Max éclata de rire devant l'air presque gêné du gabier. Il lui posa une main sur l'épaule dans un signe amical.

— T'es un bon gars Will, ne te laisse pas influencer par tous ceux qui pensent te connaître mieux que tu ne te connais.

Le capitaine s'éloigna, laissant le brun à sa contemplation. Max était un homme sage, apparemment capable de maîtriser Charles Vane, et très conscient de son époque. Will l'admirait tout comme il admirait son mentor. Il leva les yeux vers les voiles gonflées ; les ordres étaient lancés entre les hommes, et le brigantin avec eux ouvrait la marche. De tout le voyage, le vent ne faiblit pas et la frégate avança la plupart du temps à une vitesse presque régulière de dix nœuds ; le soir du cinquième jour de voyage, Max fit ralentir le Revenant quand la terre se dessina à l'horizon. Ils devaient se faire discrets. L'équipage du capitaine Lamera était discipliné et Will avait pris grand plaisir à voyager auprès d'eux, participant aux tâches des gabiers. Charleston fut rapidement en vue et le navire vogua tranquillement de nuit.
Au petit matin, la capitale de Caroline se dessinait devant eux. Max s'approcha de Will et lui répéta les consignes : il irait seul à terre, les hommes du capitaine resteront sur le qui-vive. Il trouve son père adoptif et regagne la frégate avec les informations qui l'intéresse. L'équipage ira ensuite à terre pour négocier des marchandises. Le gabier hocha la tête avant de monter dans la chaloupe qui fut descendue ; il regarda le bateau s'éloigner à chaque coup de rame et profita de cette transition pour remettre de l'ordre dans sa tenue. Il lissa sa chemise, la rentra dans sa ceinture de cuir qu'il reboutonna correctement par précaution puis il ajusta le bandeau que Max lui avait donné pour masquer son visage.
A terre, il attacha sa chaloupe au quai en veillant à ne pas se faire remarquer. En jetant un coup d'œil par-dessus son épaule, il remarqua que le Revenant avait hissé le drapeau français. Max jouait sur ses origines, notamment en terre anglaise où il ne risquait pas grand-chose en se faisant passer pour un marchand français. Le gabier quitta rapidement le port, ses effets à la main, et commença à activement chercher sa route. Il savait où il allait, sa maison n'était pas loin, il profitait de sa visite à terre pour une chose : les pendaisons publiques. Si beaucoup de pays sous la tutelle anglaise proposaient des amnisties, la Caroline faisait exception, au même titre que Port Royal ; pendre des pirates sur la place publique de Charleston était devenu un rituel, pour peu qu'on ait des pirates sous la main. En longeant les ruelles, Will repéra deux fourgons de prison à l'arrêt, apparemment pleins. Mais avant qu'il ne pu s'en approcher, un garde lui barra la route :

— Qui êtes-vous jeune homme ?
— Je suis le fils du gouverneur Cormac, répondit Will, à l'aise avec cette réponse trop familière, en retirant le tissu qui masquait son visage. J'étais en voyage avec des marchands, ce qui explique ma tenue ainsi que mes armes – les eaux ne sont pas sûres. Qui sont ces hommes ?
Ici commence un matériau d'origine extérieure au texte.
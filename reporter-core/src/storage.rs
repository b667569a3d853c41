//! Storage layer using RocksDB
//!
//! # Column Families
//!
//! - `balances` - Balance records (key: address)
//! - `by_value` - Value index for range queries (key: value key || address)
//! - `meta` - Resume height and other bookkeeping
//!
//! Value keys sort descending: the integral and fractional parts of the
//! balance are written as order-preserving big-endian integers and then
//! bit-inverted, so a forward iteration yields the richest address first.

use crate::{
    config::Config,
    error::{Error, Result},
    store::{BalanceBatch, BalanceStore},
    types::Address,
};
use parking_lot::Mutex;
use rocksdb::{BoundColumnFamily, ColumnFamilyDescriptor, IteratorMode, Options, WriteBatch, DB};
use rust_decimal::Decimal;
use serde::{Deserialize, Serialize};
use std::sync::Arc;

/// Column family names
const CF_BALANCES: &str = "balances";
const CF_BY_VALUE: &str = "by_value";
const CF_META: &str = "meta";

const KEY_NEXT_HEIGHT: &[u8] = b"next_height";

/// Length of the value prefix of a `by_value` key
const VALUE_KEY_LEN: usize = 32;

/// Fractional digits kept in a value key
const FRACTION_SCALE: u32 = 28;

/// Stored balance of one address
#[derive(Debug, Clone, PartialEq, Serialize, Deserialize)]
pub struct BalanceRecord {
    /// Current balance
    pub value: Decimal,
    /// Height of the last block that changed it
    pub last_height: Option<u64>,
}

/// RocksDB balance store
pub struct RocksStore {
    db: Arc<DB>,
    // Read-modify-write of the value index must not interleave
    writer: Mutex<()>,
}

impl RocksStore {
    /// Open or create database under `config.data_dir`
    pub fn open(config: &Config) -> Result<Self> {
        let path = config.data_dir.join("balances");

        // Create directory if not exists
        std::fs::create_dir_all(&path)?;

        // Database options
        let mut db_opts = Options::default();
        db_opts.create_if_missing(true);
        db_opts.create_missing_column_families(true);

        // Tuning from config
        db_opts.set_write_buffer_size(config.rocksdb.write_buffer_size_mb * 1024 * 1024);
        db_opts.set_max_write_buffer_number(config.rocksdb.max_write_buffer_number);
        db_opts.set_max_background_jobs(config.rocksdb.max_background_jobs);

        if config.rocksdb.enable_statistics {
            db_opts.enable_statistics();
        }

        let cf_descriptors = vec![
            ColumnFamilyDescriptor::new(CF_BALANCES, Self::cf_options_balances()),
            ColumnFamilyDescriptor::new(CF_BY_VALUE, Self::cf_options_by_value()),
            ColumnFamilyDescriptor::new(CF_META, Options::default()),
        ];

        let db = DB::open_cf_descriptors(&db_opts, &path, cf_descriptors)?;

        tracing::info!("Opened RocksDB balance store at {:?}", path);

        Ok(Self {
            db: Arc::new(db),
            writer: Mutex::new(()),
        })
    }

    fn cf_options_balances() -> Options {
        let mut opts = Options::default();
        // Point lookups on every block, use LZ4 for speed
        opts.set_compression_type(rocksdb::DBCompressionType::Lz4);
        let mut block_opts = rocksdb::BlockBasedOptions::default();
        block_opts.set_bloom_filter(10.0, false);
        opts.set_block_based_table_factory(&block_opts);
        opts
    }

    fn cf_options_by_value() -> Options {
        let mut opts = Options::default();
        opts.set_compression_type(rocksdb::DBCompressionType::Lz4);
        opts
    }

    fn cf_handle(&self, name: &str) -> Result<Arc<BoundColumnFamily<'_>>> {
        self.db
            .cf_handle(name)
            .ok_or_else(|| Error::Storage(format!("Column family {} not found", name)))
    }

    /// Balance record of `address`
    pub fn get_record(&self, address: &Address) -> Result<Option<BalanceRecord>> {
        let cf = self.cf_handle(CF_BALANCES)?;
        match self.db.get_cf(&cf, address.as_str().as_bytes())? {
            Some(bytes) => Ok(Some(bincode::deserialize(&bytes)?)),
            None => Ok(None),
        }
    }

    /// Queue the record and index updates for one address
    fn stage(
        &self,
        batch: &mut WriteBatch,
        address: &Address,
        value: Decimal,
        height: Option<u64>,
    ) -> Result<()> {
        let cf_balances = self.cf_handle(CF_BALANCES)?;
        let cf_by_value = self.cf_handle(CF_BY_VALUE)?;

        let previous = self.get_record(address)?;
        if let Some(previous) = &previous {
            batch.delete_cf(&cf_by_value, value_key(previous.value, address));
        }

        let record = BalanceRecord {
            value,
            last_height: height.or(previous.and_then(|p| p.last_height)),
        };
        batch.put_cf(
            &cf_balances,
            address.as_str().as_bytes(),
            bincode::serialize(&record)?,
        );
        batch.put_cf(&cf_by_value, value_key(value, address), value.serialize());

        Ok(())
    }

    /// Get storage statistics
    pub fn get_stats(&self) -> Result<StorageStats> {
        let cf = self.cf_handle(CF_BALANCES)?;
        // RocksDB property for approximate count
        let addresses = self
            .db
            .property_int_value_cf(&cf, "rocksdb.estimate-num-keys")?
            .unwrap_or(0);

        Ok(StorageStats {
            addresses,
            next_height: self.next_height()?,
        })
    }

    /// Close database (graceful shutdown)
    pub fn close(self) -> Result<()> {
        drop(self.db);
        tracing::info!("RocksDB closed gracefully");
        Ok(())
    }
}

impl BalanceStore for RocksStore {
    fn get(&self, address: &Address) -> Result<Decimal> {
        Ok(self
            .get_record(address)?
            .map(|r| r.value)
            .unwrap_or(Decimal::ZERO))
    }

    fn set(&self, address: &Address, value: Decimal) -> Result<()> {
        let _guard = self.writer.lock();
        let mut batch = WriteBatch::default();
        self.stage(&mut batch, address, value, None)?;
        self.db.write(batch)?;
        Ok(())
    }

    fn range(
        &self,
        min_value: Decimal,
        offset: usize,
        limit: usize,
    ) -> Result<Vec<(Address, Decimal)>> {
        let cf = self.cf_handle(CF_BY_VALUE)?;
        let mut entries = Vec::new();
        let mut skipped = 0;

        for item in self.db.iterator_cf(&cf, IteratorMode::Start) {
            if entries.len() >= limit {
                break;
            }

            let (key, raw_value) = item?;
            let value = decode_value(&raw_value)?;
            if value < min_value {
                break;
            }
            if skipped < offset {
                skipped += 1;
                continue;
            }

            let address = std::str::from_utf8(&key[VALUE_KEY_LEN..])
                .map_err(|e| Error::Storage(format!("Corrupt value index key: {}", e)))?;
            entries.push((Address::new(address), value));
        }

        Ok(entries)
    }

    fn next_height(&self) -> Result<Option<u64>> {
        let cf = self.cf_handle(CF_META)?;
        match self.db.get_cf(&cf, KEY_NEXT_HEIGHT)? {
            Some(bytes) => {
                let raw: [u8; 8] = bytes
                    .as_slice()
                    .try_into()
                    .map_err(|_| Error::Storage("Corrupt resume height".to_string()))?;
                Ok(Some(u64::from_be_bytes(raw)))
            }
            None => Ok(None),
        }
    }

    fn set_next_height(&self, height: u64) -> Result<()> {
        let cf = self.cf_handle(CF_META)?;
        self.db.put_cf(&cf, KEY_NEXT_HEIGHT, height.to_be_bytes())?;
        Ok(())
    }

    /// Balances and resume height land in one atomic `WriteBatch`
    fn commit(&self, balances: &BalanceBatch) -> Result<()> {
        let _guard = self.writer.lock();
        let mut batch = WriteBatch::default();

        for (address, value) in &balances.balances {
            self.stage(&mut batch, address, *value, Some(balances.height))?;
        }

        let cf_meta = self.cf_handle(CF_META)?;
        batch.put_cf(&cf_meta, KEY_NEXT_HEIGHT, (balances.height + 1).to_be_bytes());

        // Atomic commit
        self.db.write(batch)?;

        tracing::debug!(
            height = balances.height,
            addresses = balances.balances.len(),
            "Balances committed"
        );

        Ok(())
    }
}

/// Storage statistics
#[derive(Debug, Clone)]
pub struct StorageStats {
    /// Approximate number of addresses
    pub addresses: u64,
    /// Resume height
    pub next_height: Option<u64>,
}

fn sortable(x: i128) -> [u8; 16] {
    ((x as u128) ^ (1u128 << 127)).to_be_bytes()
}

/// Index key: descending value prefix followed by the address
fn value_key(value: Decimal, address: &Address) -> Vec<u8> {
    let mut integral = value.trunc();
    integral.rescale(0);
    let fraction = value.fract();
    let fraction_digits = fraction.mantissa() * 10i128.pow(FRACTION_SCALE - fraction.scale());

    let mut key = Vec::with_capacity(VALUE_KEY_LEN + address.as_str().len());
    key.extend(sortable(integral.mantissa()).iter().map(|b| !b));
    key.extend(sortable(fraction_digits).iter().map(|b| !b));
    key.extend_from_slice(address.as_str().as_bytes());
    key
}

fn decode_value(raw: &[u8]) -> Result<Decimal> {
    let bytes: [u8; 16] = raw
        .try_into()
        .map_err(|_| Error::Storage("Corrupt value index entry".to_string()))?;
    Ok(Decimal::deserialize(bytes))
}

#[cfg(test)]
mod tests {
    use super::*;
    use rust_decimal_macros::dec;
    use tempfile::TempDir;

    fn test_config() -> (Config, TempDir) {
        let temp_dir = TempDir::new().unwrap();
        let mut config = Config::default();
        config.data_dir = temp_dir.path().to_path_buf();
        (config, temp_dir)
    }

    fn addr(s: &str) -> Address {
        Address::new(s)
    }

    #[test]
    fn test_value_key_order() {
        let values = [
            dec!(-1000.5),
            dec!(-3.5),
            dec!(-3.25),
            dec!(-1),
            dec!(-0.9),
            dec!(0),
            dec!(0.000000001),
            dec!(0.25),
            dec!(1),
            dec!(1.5),
            dec!(695099000),
        ];
        let a = addr("x");
        for pair in values.windows(2) {
            // Larger values sort first
            assert!(
                value_key(pair[1], &a) < value_key(pair[0], &a),
                "{} should sort before {}",
                pair[1],
                pair[0]
            );
        }
        assert_eq!(value_key(dec!(2.50), &a), value_key(dec!(2.5), &a));
    }

    #[test]
    fn test_storage_open() {
        let (config, _temp) = test_config();
        let store = RocksStore::open(&config).unwrap();
        assert!(store.db.cf_handle(CF_BALANCES).is_some());
        assert!(store.db.cf_handle(CF_BY_VALUE).is_some());
        assert_eq!(store.next_height().unwrap(), None);
    }

    #[test]
    fn test_set_and_get() {
        let (config, _temp) = test_config();
        let store = RocksStore::open(&config).unwrap();

        assert_eq!(store.get(&addr("a")).unwrap(), Decimal::ZERO);
        store.set(&addr("a"), dec!(12.000000001)).unwrap();
        store.set(&addr("a"), dec!(13)).unwrap();
        assert_eq!(store.get(&addr("a")).unwrap(), dec!(13));
        assert_eq!(store.range(Decimal::MIN, 0, 10).unwrap().len(), 1);
    }

    #[test]
    fn test_range() {
        let (config, _temp) = test_config();
        let store = RocksStore::open(&config).unwrap();

        store.set(&addr("a"), dec!(10)).unwrap();
        store.set(&addr("b"), dec!(30)).unwrap();
        store.set(&addr("c"), dec!(20)).unwrap();
        store.set(&addr("d"), dec!(20)).unwrap();
        store.set(&addr("e"), dec!(-4)).unwrap();

        let all = store.range(Decimal::MIN, 0, 100).unwrap();
        let order: Vec<&str> = all.iter().map(|(a, _)| a.as_str()).collect();
        assert_eq!(order, vec!["b", "c", "d", "a", "e"]);

        let page = store.range(dec!(10), 1, 2).unwrap();
        assert_eq!(page, vec![(addr("c"), dec!(20)), (addr("d"), dec!(20))]);
        assert!(store.range(dec!(100), 0, 10).unwrap().is_empty());
    }

    #[test]
    fn test_commit_is_durable() {
        let (config, _temp) = test_config();
        {
            let store = RocksStore::open(&config).unwrap();
            store
                .commit(&BalanceBatch {
                    height: 4,
                    balances: vec![(addr("a"), dec!(60)), (addr("b"), dec!(40))],
                })
                .unwrap();
            store.close().unwrap();
        }

        let store = RocksStore::open(&config).unwrap();
        assert_eq!(store.next_height().unwrap(), Some(5));
        assert_eq!(store.get(&addr("a")).unwrap(), dec!(60));
        assert_eq!(
            store.get_record(&addr("b")).unwrap(),
            Some(BalanceRecord {
                value: dec!(40),
                last_height: Some(4)
            })
        );
        assert_eq!(store.get_stats().unwrap().next_height, Some(5));
    }
}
Le garde se retourna vers les fourgons et répondit calmement en faisant de nouveau face au brun :

— Des pirates. Ils seront tous pendus aujourd'hui à midi. On en a pas eut beaucoup, alors forcément, avec tout un équipage pris, on fait les choses en grand !

Will hocha la tête et le remercia avant de partir rapidement vers la plantation du gouverneur Cormac. L'homme possédait une large plantation qui avait fait de lui un des hommes les plus importants du nouveau monde. Bien qu'il y ait de nombreuses années, il avait tout perdu à cause d'un incendie criminel, il avait su se refaire une fortune et ainsi élever son fils dans les meilleures conditions qui soient. Grâce à lui, Will était un homme lettré, qui avait des bases solides en équitation, escrime et navigation, en plus d'être un excellent négociateur. Il franchit le portail du domaine sans crainte et parcourut d'un pas rapide les mètres le séparant de la possible vérité.
Il attendit calmement après avoir frappé à la porte, quand celle-ci s'ouvrit sur un homme plus tout jeune, aux cheveux grisonnant mais à l'air très noble, très assuré. Le gouverneur Cormac détailla cet individu avant que son visage ne soit éclairé d'un large sourire.

— Mon fils ! s'exclama-t-il en prenant Will dans ses bras. Ton capitaine m'a dit qu'il t'avait perdu à Tortuga, j'ai eu si peur !
— J'ai eu quelques ennuis... Je peux ?

Le gouverneur s'effaça pour le laisser entrer. Ils gagnèrent le salon et Will fit en sorte d'avoir constamment l'horloge dans son champ de vision.

— Je ne reste pas longtemps, j'ai... j'ai besoin que tu me parles de mes parents.

Le visage de l'homme s'assombrit et il se redressa dans son siège, mal à l'aise. Brusquement, il soupira et planta son regard dans celui du jeune homme.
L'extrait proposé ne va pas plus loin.